Sometimes you want to use a faster machine for building a nix derivation you want to use on a slower one. If you have ssh access to a machine where Nix (not necessarily NixOS) is installed, then you can offload building to this machine.

Which seems to be exactly what I’m looking for.

The wiki mentions a couple options to add in configuration.nix to enable offloading builds to the client. I used these on the Pi:

  nix.distributedBuilds = true;
  nix.buildMachines = [
    {
      hostName = "builder";
      systems = [ "x86_64-linux" "aarch64-linux" ];
      maxJobs = 4;
      speedFactor = 2;
      supportedFeatures = [ "nixos-test" "benchmark" "big-parallel" "kvm" ];
    }
  ];
  programs.ssh.extraConfig = ''
Host builder
  HostName <url of the host>
  Port 2222
  User builder
  IdentitiesOnly yes
  IdentityFile /root/.ssh/id_builder
  '';

I created the key in /root/.ssh/id_builder using the options recommended in this Stack Exchange answer (not that it matters since it’s all on my local network):

# ssh-keygen -t ed25519 -a 100 -f /root/.ssh/id_builder

For the host machine I had to go with emulation, since I don’t have another ARM64 machine lying around. My beefy desktop runs Windows so I created a VirtualBox machine with 4 cores, 8GB of memory, and a couple GB of hard drive space to store the build results. Setting up emulation was incredibly easy after finding the NixOS on ARM wiki page, all it takes is one line in the VM’s configuration.nix:

  boot.binfmt.emulatedSystems = [ "aarch64-linux" ];

Then I had to activate OpenSSH with services.openssh.enable = true;, add the Pi’s public key to /home/builder/.ssh/authorized_keys, forward the SSH port on the VM to 2222, and open that port in the Windows firewall.

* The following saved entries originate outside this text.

//! PostgreSQL persistence adapters using Diesel ORM.
//!
//! Thin adapters: repository implementations only translate between Diesel
//! row structs and domain types, with connections managed via `bb8` pools
//! through `diesel-async`. Row structs (`models.rs`) and the schema
//! definitions (`schema.rs`) are internal implementation details, never
//! exposed to the domain layer. The multi-table writes the domain's
//! atomicity contract names (enrollment plus stats, enrollment plus receipt)
//! run inside single transactions here.

mod diesel_course_catalog;
mod diesel_enrollment_repository;
mod models;
mod pool;
mod schema;

pub use diesel_course_catalog::DieselCourseCatalog;
pub use diesel_enrollment_repository::DieselEnrollmentRepository;
pub use pool::{DbPool, PoolConfig, PoolError};
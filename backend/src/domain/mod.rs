//! Core domain for the enrollment ledger and payment reconciler.
//!
//! Transport and storage agnostic: entities, the status state machine,
//! signature verification, and the services implementing the driving ports.
//! Everything beyond this module is an adapter.

mod course;
mod enrollment;
mod enrollment_service;
mod error;
pub mod ports;
mod payment_service;
mod receipt;
pub mod signature;
pub mod stats;
mod user;

pub use course::{Course, CourseId, CourseIdValidationError, CourseSummary};
pub use enrollment::{
    Enrollment, EnrollmentStatus, NewEnrollment, PaymentRecord, PaymentStatus, Progress,
    ProgressPlan, ProgressValidationError, UnknownStatusError,
};
pub use enrollment_service::EnrollmentService;
pub use error::{Error, ErrorCode};
pub use payment_service::PaymentService;
pub use receipt::{NewPaymentReceipt, PaymentReceipt, ReceiptStatus, ReceiptView};
pub use user::{UserId, UserIdValidationError, UserStats};
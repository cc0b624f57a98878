//! Enrollment domain services.
//!
//! Implements the enrollment driving ports: free enrollment, listings, and
//! progress updates, enforcing the status state machine and keeping the
//! user's counters consistent with every transition. All storage-visible
//! atomicity lives behind the [`EnrollmentRepository`] port; this service
//! decides *what* transition applies, the adapter commits it as one unit.

use std::collections::HashMap;
use std::sync::Arc;

use async_trait::async_trait;
use chrono::Utc;

use crate::domain::ports::{
    CompletedCourseView, CompletedCourses, CompletedListNotice, CompletionResult, CourseCatalog,
    CourseCatalogError, EnrollFreeRequest, EnrollResponse, EnrollmentCommand, EnrollmentQuery,
    EnrollmentRepository, EnrollmentRepositoryError, EnrollmentView, UpdateProgressRequest,
    UpdateProgressResponse, UserStatsRepository, UserStatsRepositoryError,
};
use crate::domain::{
    CourseId, CourseSummary, Enrollment, EnrollmentStatus, Error, NewEnrollment, UserId, UserStats,
};

fn map_repository_error(error: EnrollmentRepositoryError) -> Error {
    match error {
        EnrollmentRepositoryError::Connection { message } => {
            Error::service_unavailable(format!("enrollment ledger unavailable: {message}"))
        }
        EnrollmentRepositoryError::Query { message } => {
            Error::internal(format!("enrollment ledger error: {message}"))
        }
        EnrollmentRepositoryError::DuplicateEnrollment => {
            // Only reachable when the insert raced past the existence
            // pre-check; the caller translates per operation.
            Error::conflict("enrollment already exists for this user and course")
        }
    }
}

fn map_catalog_error(error: CourseCatalogError) -> Error {
    match error {
        CourseCatalogError::Connection { message } => {
            Error::service_unavailable(format!("course catalog unavailable: {message}"))
        }
        CourseCatalogError::Query { message } => {
            Error::internal(format!("course catalog error: {message}"))
        }
    }
}

fn map_stats_error(error: UserStatsRepositoryError) -> Error {
    match error {
        UserStatsRepositoryError::Connection { message } => {
            Error::service_unavailable(format!("user stats unavailable: {message}"))
        }
        UserStatsRepositoryError::Query { message } => {
            Error::internal(format!("user stats error: {message}"))
        }
    }
}

/// Enrollment service implementing the enrollment driving ports.
#[derive(Clone)]
pub struct EnrollmentService<R, S, C> {
    enrollments: Arc<R>,
    stats: Arc<S>,
    catalog: Arc<C>,
}

impl<R, S, C> EnrollmentService<R, S, C> {
    /// Create a new service over the ledger, stats, and catalog ports.
    pub fn new(enrollments: Arc<R>, stats: Arc<S>, catalog: Arc<C>) -> Self {
        Self {
            enrollments,
            stats,
            catalog,
        }
    }
}

impl<R, S, C> EnrollmentService<R, S, C>
where
    R: EnrollmentRepository,
    S: UserStatsRepository,
    C: CourseCatalog,
{
    async fn course_summaries(
        &self,
        ids: &[CourseId],
    ) -> Result<HashMap<CourseId, CourseSummary>, Error> {
        self.catalog
            .summaries_by_ids(ids)
            .await
            .map_err(map_catalog_error)
    }

    async fn join_course(&self, enrollment: Enrollment) -> Result<EnrollmentView, Error> {
        let mut summaries = self
            .course_summaries(std::slice::from_ref(&enrollment.course_id))
            .await?;
        let course = summaries.remove(&enrollment.course_id);
        Ok(EnrollmentView { enrollment, course })
    }

    async fn progress_response(
        &self,
        enrollment: Enrollment,
        stats: UserStats,
    ) -> Result<UpdateProgressResponse, Error> {
        let view = self.join_course(enrollment).await?;
        Ok(UpdateProgressResponse {
            enrollment: view,
            stats,
        })
    }

    /// Plain progress write for updates that fire no completion side effect.
    async fn write_progress(
        &self,
        request: &UpdateProgressRequest,
        status: EnrollmentStatus,
    ) -> Result<UpdateProgressResponse, Error> {
        let updated = self
            .enrollments
            .set_progress(
                &request.user_id,
                &request.course_id,
                request.progress,
                status,
            )
            .await
            .map_err(map_repository_error)?
            .ok_or_else(|| {
                Error::not_found(format!(
                    "enrollment not found for course {}",
                    request.course_id
                ))
            })?;

        let stats = self
            .stats
            .fetch(&request.user_id)
            .await
            .map_err(map_stats_error)?;
        self.progress_response(updated, stats).await
    }
}

#[async_trait]
impl<R, S, C> EnrollmentCommand for EnrollmentService<R, S, C>
where
    R: EnrollmentRepository,
    S: UserStatsRepository,
    C: CourseCatalog,
{
    async fn enroll_free(&self, request: EnrollFreeRequest) -> Result<EnrollResponse, Error> {
        let course = self
            .catalog
            .find_by_id(&request.course_id)
            .await
            .map_err(map_catalog_error)?
            .ok_or_else(|| Error::not_found(format!("course {} not found", request.course_id)))?;

        if course.is_paid() {
            return Err(Error::payment_required(
                "this course requires payment; complete checkout to enroll",
            ));
        }

        if let Some(existing) = self
            .enrollments
            .find(&request.user_id, &request.course_id)
            .await
            .map_err(map_repository_error)?
        {
            return Ok(EnrollResponse {
                enrollment: existing,
                already_enrolled: true,
            });
        }

        let new = NewEnrollment {
            user_id: request.user_id.clone(),
            course_id: request.course_id.clone(),
            started_at: Utc::now(),
            payment: None,
        };

        match self.enrollments.create(&new).await {
            Ok((enrollment, _stats)) => Ok(EnrollResponse {
                enrollment,
                already_enrolled: false,
            }),
            // The uniqueness constraint fired after the pre-check passed: a
            // true race, surfaced as a conflict rather than silently read
            // back.
            Err(EnrollmentRepositoryError::DuplicateEnrollment) => Err(Error::conflict(
                "user was enrolled concurrently; retry to fetch the enrollment",
            )),
            Err(err) => Err(map_repository_error(err)),
        }
    }

    async fn update_progress(
        &self,
        request: UpdateProgressRequest,
    ) -> Result<UpdateProgressResponse, Error> {
        let current = self
            .enrollments
            .find(&request.user_id, &request.course_id)
            .await
            .map_err(map_repository_error)?
            .ok_or_else(|| {
                Error::not_found(format!(
                    "enrollment not found for course {}",
                    request.course_id
                ))
            })?;

        let plan = current.status.plan_progress(request.progress);

        if !plan.completes {
            return self.write_progress(&request, plan.status).await;
        }

        match self
            .enrollments
            .complete(&request.user_id, &request.course_id, Utc::now())
            .await
            .map_err(map_repository_error)?
        {
            CompletionResult::Applied { enrollment, stats } => {
                self.progress_response(enrollment, stats).await
            }
            // A concurrent writer completed first; the side effects already
            // fired exactly once, so this update degrades to a plain write.
            CompletionResult::AlreadyCompleted { .. } => {
                self.write_progress(&request, EnrollmentStatus::Completed)
                    .await
            }
            CompletionResult::Missing => Err(Error::not_found(format!(
                "enrollment not found for course {}",
                request.course_id
            ))),
        }
    }

    async fn delete_for_user(&self, user_id: &UserId) -> Result<u64, Error> {
        self.enrollments
            .delete_for_user(user_id)
            .await
            .map_err(map_repository_error)
    }
}

#[async_trait]
impl<R, S, C> EnrollmentQuery for EnrollmentService<R, S, C>
where
    R: EnrollmentRepository,
    S: UserStatsRepository,
    C: CourseCatalog,
{
    async fn list_active(&self, user_id: &UserId) -> Result<Vec<EnrollmentView>, Error> {
        let enrollments = self
            .enrollments
            .list_for_user(user_id)
            .await
            .map_err(map_repository_error)?;

        let active: Vec<Enrollment> = enrollments
            .into_iter()
            .filter(|e| e.status != EnrollmentStatus::Completed)
            .collect();

        let ids: Vec<CourseId> = active.iter().map(|e| e.course_id.clone()).collect();
        let mut summaries = self.course_summaries(&ids).await?;

        Ok(active
            .into_iter()
            .map(|enrollment| {
                let course = summaries.remove(&enrollment.course_id);
                EnrollmentView { enrollment, course }
            })
            .collect())
    }

    async fn list_completed(&self, user_id: &UserId) -> Result<CompletedCourses, Error> {
        let enrollments = self
            .enrollments
            .list_for_user(user_id)
            .await
            .map_err(map_repository_error)?;

        let completed: Vec<Enrollment> = enrollments
            .into_iter()
            .filter(|e| e.status == EnrollmentStatus::Completed)
            .collect();

        if completed.is_empty() {
            return Ok(CompletedCourses {
                courses: Vec::new(),
                notice: Some(CompletedListNotice::NoneCompleted),
            });
        }

        let ids: Vec<CourseId> = completed.iter().map(|e| e.course_id.clone()).collect();
        let mut summaries = self.course_summaries(&ids).await?;

        let courses: Vec<CompletedCourseView> = completed
            .into_iter()
            .filter_map(|enrollment| {
                let course = summaries.remove(&enrollment.course_id)?;
                Some(CompletedCourseView {
                    course,
                    completed_at: enrollment.completed_at.unwrap_or(enrollment.started_at),
                    certificate_url: enrollment.certificate_url,
                })
            })
            .collect();

        let notice = courses
            .is_empty()
            .then_some(CompletedListNotice::CoursesUnavailable);

        Ok(CompletedCourses { courses, notice })
    }
}

#[cfg(test)]
#[path = "enrollment_service_tests.rs"]
mod tests;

To test that it’s working you can try building a package on the client with the max-jobs option set to 0.

nix-build -j0 --expr 'with import <nixpkgs> {}; callPackage ./default.nix {}'

I’m really surprised by how simple all of that was. Setting up a VM that automatically builds packages for another machine while emulating another architecture sounds like a nightmare, but with NixOS it’s a couple lines of configuration.

And in case you’re wondering, yes, it worked beautifully, and even though the emulation slows things down quite a bit it’s still much faster than building things directly on the Pi.